Scientific classification
- Kingdom: Animalia
- Phylum: Chordata
- Class: Amphibia
- Order: Anura
- Family: Hyperoliidae
- Genus: Acanthixalus
- Species: A. spinosus
- Binomial name: Acanthixalus spinosus (Buchholz and Peters, 1875)
- Synonyms: Hyperolius spinosus Buchholz and Peters, 1875;

= Acanthixalus spinosus =

- Authority: (Buchholz and Peters, 1875)
- Conservation status: LC
- Synonyms: Hyperolius spinosus Buchholz and Peters, 1875

Species of frog

Acanthixalus spinosus, commonly known as the African wart frog,' is a species of frog in the family Hyperoliidae, the sedge and bush frogs. It is native to Africa, where it can be found from south-eastern Nigeria to Gabon and the Democratic Republic of the Congo.

==Description==
Males measure 30–38 mm and females 32–36 mm in snout–vent length. The dorsum is warty, black or brownish to olive in color, and bears an hourglass pattern consisting of very irregular transverse bands on dorsum and limbs. Males have no vocal sac or vocal sac openings and are believed to be mute. Males also have strong spines on the tarsus, and they have larger digital discs than females.

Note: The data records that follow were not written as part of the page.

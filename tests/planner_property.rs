// tests/planner_property.rs

use proptest::prelude::*;

use bundlegen::plan::PipelinePlanner;
use bundlegen::types::{PipelineShape, SourcePresence, StageKind};
use bundlegen_test_utils::builders::ProjectBuilder;

fn expected_shape(hooks: bool, webhooks: bool, operations: bool) -> PipelineShape {
    match (hooks, webhooks, operations) {
        (false, _, _) => PipelineShape::ConfigOnly,
        (true, _, true) => PipelineShape::ConfigAndHooksWithWebhooksAndOperations,
        (true, true, false) => PipelineShape::ConfigAndHooksWithWebhooks,
        (true, false, false) => PipelineShape::ConfigAndHooks,
    }
}

proptest! {
    /// The shape only depends on the three presence flags; unrelated files
    /// in the project never change it.
    #[test]
    fn shape_depends_only_on_presence(
        hooks in any::<bool>(),
        webhooks in any::<bool>(),
        operations in any::<bool>(),
        noise in proptest::collection::vec("[a-z]{1,8}\\.(ts|js|md)", 0..6),
    ) {
        let mut builder = ProjectBuilder::new();
        if hooks {
            builder = builder.with_hooks();
        }
        if webhooks {
            builder = builder.with_webhooks_dir();
        }
        if operations {
            builder = builder.with_operations_dir();
        }
        for file in &noise {
            builder = builder.with_file(&format!("src/{file}"));
        }
        let (fs, root, cfg) = builder.build();
        let planner = PipelinePlanner::new(&fs, &cfg.layout);

        let presence = planner.detect(&root).unwrap();
        prop_assert_eq!(presence, SourcePresence { hooks, webhooks, operations });
        prop_assert_eq!(
            planner.plan(&root).unwrap(),
            expected_shape(hooks, webhooks, operations)
        );

        let stages = planner.stages(&root, presence).unwrap();
        prop_assert_eq!(stages.hooks.is_some(), hooks);
        prop_assert_eq!(stages.webhooks.is_some(), hooks && webhooks);
        prop_assert_eq!(stages.operations.is_some(), hooks && operations);

        let shape: PipelineShape = presence.into();
        prop_assert_eq!(shape, expected_shape(hooks, webhooks, operations));
        for stage in stages.iter() {
            prop_assert!(shape.admits(stage.kind), "{} not admitted by {}", stage.kind, shape);
        }
        prop_assert_eq!(stages.iter().next().map(|s| s.kind), Some(StageKind::Config));
    }
}
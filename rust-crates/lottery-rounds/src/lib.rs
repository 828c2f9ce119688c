pub mod claims;
pub mod codec;
pub mod error;
pub mod fetch;
pub mod normalize;
pub mod record;
pub mod store;
pub mod transport;
pub mod view;
pub mod window;

pub use claims::has_round_been_claimed;
pub use codec::DecimalString;
pub use error::{
    CodecError,
    DecodeError,
};
pub use fetch::{
    CurrentRoundInfo,
    LotteryReader,
};
pub use normalize::{
    FailureReason,
    RawRoundResponse,
    RoundOutcome,
};
pub use record::{
    RoundId,
    RoundRecord,
    RoundStatus,
    RoundUserTickets,
    Ticket,
};
pub use transport::{
    LedgerTransport,
    ReadCall,
};
pub use view::{
    DecimalCache,
    RoundView,
    RoundViewProjector,
};

/// How many rounds back from the current one are read when no index service is
/// available.
pub const NUM_ROUNDS_TO_FETCH_FROM_NODES: usize = 8;

/// Reward tiers in every round.
pub const NUM_BRACKETS: usize = 6;
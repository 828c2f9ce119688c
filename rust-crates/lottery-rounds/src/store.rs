use crate::record::{
    RoundId,
    RoundRecord,
};

pub mod in_memory_round_store;

pub use in_memory_round_store::InMemoryRoundStore;

pub trait RoundStore {
    /// write records, replacing any held for the same round id
    fn upsert_rounds(&mut self, records: Vec<RoundRecord>) -> anyhow::Result<()>;

    /// retrieve the latest record for the given round id
    fn round(&self, round_id: &RoundId) -> anyhow::Result<Option<RoundRecord>>;

    /// retrieve every held record, newest round first
    fn rounds(&self) -> anyhow::Result<Vec<RoundRecord>>;
}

The tadpoles grow to 60 mm in total length. Newly metamorphosed juveniles are brightly colored: they are dorsally orange, with the top of the head and bars across the middle of the back and in the lumbar region deep maroon.

==Habitat and conservation==
This frog lives in lowland rainforest. It is mostly aquatic, living in water-filled holes in trees. Apparently, they leave the tree holes only during night to forage. The eggs are deposited a few centimeters above the water surface. Upon hatching, the tadpoles fall into the water. The development takes approximately three months. They are detritivores.

Because this species depends on large trees with holes that collect rainwater, it is vulnerable to ongoing forest loss.

==Ecological interactions==
This frog is host to the commensal protists Opalina proteus and Cepedea couillardi.